After she graduates in May, the Victor, NY-native will be working as assistant general counsel in the FBI’s Office of General Counsel. In an interview, she described her experiences through the Law School and how they have helped her grow. (Editor’s note: The opinions expressed are those of Kayla Fries, not of the Department of Justice or Federal Bureau of Investigation).

Please tell me more about your most recent summer internship. What was the best part about it?

Last summer, I had the opportunity to work as a legal honors intern in the FBI Honors Internship Program. In this role, I independently drafted administrative documents, reviewed and analyzed precedent, and familiarized myself with the policies of the FBI. I assisted attorneys with the adjudication of employee misconduct and worked closely with an assistant director on presentation materials, data analytics, and a long-term research project.

Throughout this academic year, I have remained an active participant in the FBI Honors Internship Program, in the Office of General Counsel’s Litigation Branch.  In this role, I have drafted briefs and administrative documents, reviewed case files, conducted legal research, and produced settlement memoranda.

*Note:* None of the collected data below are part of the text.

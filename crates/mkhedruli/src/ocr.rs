//! File-level helpers: image decoding, template directories, annotated output
//! and the full recognition run driven by an [`OcrConfig`].

use std::fs;
use std::path::{Path, PathBuf};

use image::{DynamicImage, GrayImage, Rgb, RgbImage};
use imageproc::drawing::draw_hollow_rect_mut;
use imageproc::rect::Rect;

#[cfg(feature = "tracing")]
use tracing::instrument;

use crate::core::{BoundingBox, GrayImageView};
use crate::recog::{
    io::{write_hypotheses, write_prediction},
    score_tokens, IoError, LibraryError, OcrConfig, RecognitionReport, Recognizer,
    RecognizerParams, TemplateLibrary,
};

/// Errors produced by the high-level facade helpers.
#[derive(thiserror::Error, Debug)]
pub enum OcrError {
    #[error(transparent)]
    Image(#[from] image::ImageError),

    #[error(transparent)]
    Library(#[from] LibraryError),

    #[error(transparent)]
    Io(#[from] IoError),

    #[error("failed to access {path}: {source}")]
    Fs {
        path: PathBuf,
        source: std::io::Error,
    },

    #[error(transparent)]
    Font(#[from] ab_glyph::InvalidFont),

    #[error("font has no visible ink for symbol '{symbol}'")]
    EmptyGlyph { symbol: char },
}

/// Segment boxes are drawn in this color.
pub const SEGMENT_BOX_COLOR: Rgb<u8> = Rgb([255, 0, 0]);

/// Decode any image the `image` crate supports and convert it to 8-bit luma.
pub fn load_gray(path: impl AsRef<Path>) -> Result<GrayImage, OcrError> {
    let img = image::open(path.as_ref())?;
    Ok(img.to_luma8())
}

/// Convert an `image::GrayImage` into the lightweight `mkhedruli-core` view type.
pub fn gray_view(img: &GrayImage) -> GrayImageView<'_> {
    GrayImageView {
        width: img.width() as usize,
        height: img.height() as usize,
        data: img.as_raw(),
    }
}

/// Path of the reference image for `symbol` inside `dir`.
pub fn template_path(dir: impl AsRef<Path>, symbol: char) -> PathBuf {
    dir.as_ref().join(format!("{symbol}.bmp"))
}

/// Build a template library from `<dir>/<symbol>.bmp` for every alphabet symbol.
///
/// A missing file is reported as [`LibraryError::MissingTemplate`].
#[cfg_attr(
    feature = "tracing",
    instrument(level = "info", skip(dir, alphabet, params), fields(dir = %dir.as_ref().display()))
)]
pub fn load_template_library(
    dir: impl AsRef<Path>,
    alphabet: &[char],
    params: &RecognizerParams,
) -> Result<TemplateLibrary, OcrError> {
    let mut images = Vec::with_capacity(alphabet.len());
    for &symbol in alphabet {
        let path = template_path(&dir, symbol);
        if !path.is_file() {
            log::error!("missing reference glyph {}", path.display());
            return Err(LibraryError::MissingTemplate { label: symbol }.into());
        }
        log::debug!("loading reference glyph {}", path.display());
        images.push((symbol, load_gray(&path)?));
    }

    let library = TemplateLibrary::build(
        alphabet,
        images.iter().map(|(symbol, img)| (*symbol, gray_view(img))),
        params,
    )?;
    Ok(library)
}

/// Copy of `img` in RGB with a 1-px hollow rectangle around every box.
pub fn annotate_segments(img: &GrayImage, boxes: &[BoundingBox]) -> RgbImage {
    let mut out = DynamicImage::ImageLuma8(img.clone()).to_rgb8();
    for b in boxes {
        let rect = Rect::at(b.x0 as i32, b.y0 as i32).of_size(b.width() as u32, b.height() as u32);
        draw_hollow_rect_mut(&mut out, rect, SEGMENT_BOX_COLOR);
    }
    out
}

/// Run the full pipeline for `cfg` and write every output file.
///
/// Writes `hypotheses.txt`, `best_prediction.txt`, `phrase_segmented.bmp` and
/// `report.json` into `cfg.output_dir` (created if missing).
#[cfg_attr(
    feature = "tracing",
    instrument(level = "info", skip(cfg), fields(phrase = %cfg.phrase_path.display()))
)]
pub fn run(cfg: &OcrConfig) -> Result<RecognitionReport, OcrError> {
    let library = load_template_library(&cfg.reference_dir, &cfg.symbols(), &cfg.params)?;
    log::info!(
        "loaded {} reference glyphs from {}",
        library.len(),
        cfg.reference_dir.display()
    );

    let phrase = load_gray(&cfg.phrase_path)?;
    let recognition = Recognizer::new(&library, cfg.params).recognize(&gray_view(&phrase));

    let truth = cfg.ground_truth.as_deref();
    let score = truth.map(|t| score_tokens(&recognition.tokens, t));

    fs::create_dir_all(&cfg.output_dir).map_err(|source| OcrError::Fs {
        path: cfg.output_dir.clone(),
        source,
    })?;
    write_hypotheses(cfg.hypotheses_path(), &recognition)?;
    write_prediction(cfg.prediction_path(), &recognition)?;
    annotate_segments(&phrase, &recognition.boxes()).save(cfg.annotated_path())?;

    let report = RecognitionReport::new(
        cfg.phrase_path.clone(),
        &recognition,
        truth,
        score,
        cfg.params,
    );
    report.write_json(cfg.report_path())?;
    log::info!("wrote results to {}", cfg.output_dir.display());
    Ok(report)
}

Thus far, the highlight of my internship has been the network of people with whom I’ve connected. Attorneys, agents, and professional staff have been eager to form personal connections, provide guidance and advice, describe their experiences within the bureau, and support my academic and professional endeavors. It is inspiring to work alongside a team of people seeking to uphold the safety of our country and its inhabitants.

Please tell me more about your experience with the National Security Division’s Counterterrorism Section.

Last semester, I participated in the Duke in D.C. program and worked full-time for the Counterterrorism Section (CTS) of the National Security Division of the U.S. Department of Justice. I was responsible for supporting trial attorneys in matters of both domestic and international terrorism, including material support cases, weapons of mass destruction cases, threatening communications cases, and others.

I conducted extensive legal research, produced numerous memoranda that informed internal and external matters, drafted motions and oppositions, and participated in meetings and conference calls with agency partners and international practitioners. I was challenged to consider convoluted legal questions and to propose creative and legally sound arguments in response.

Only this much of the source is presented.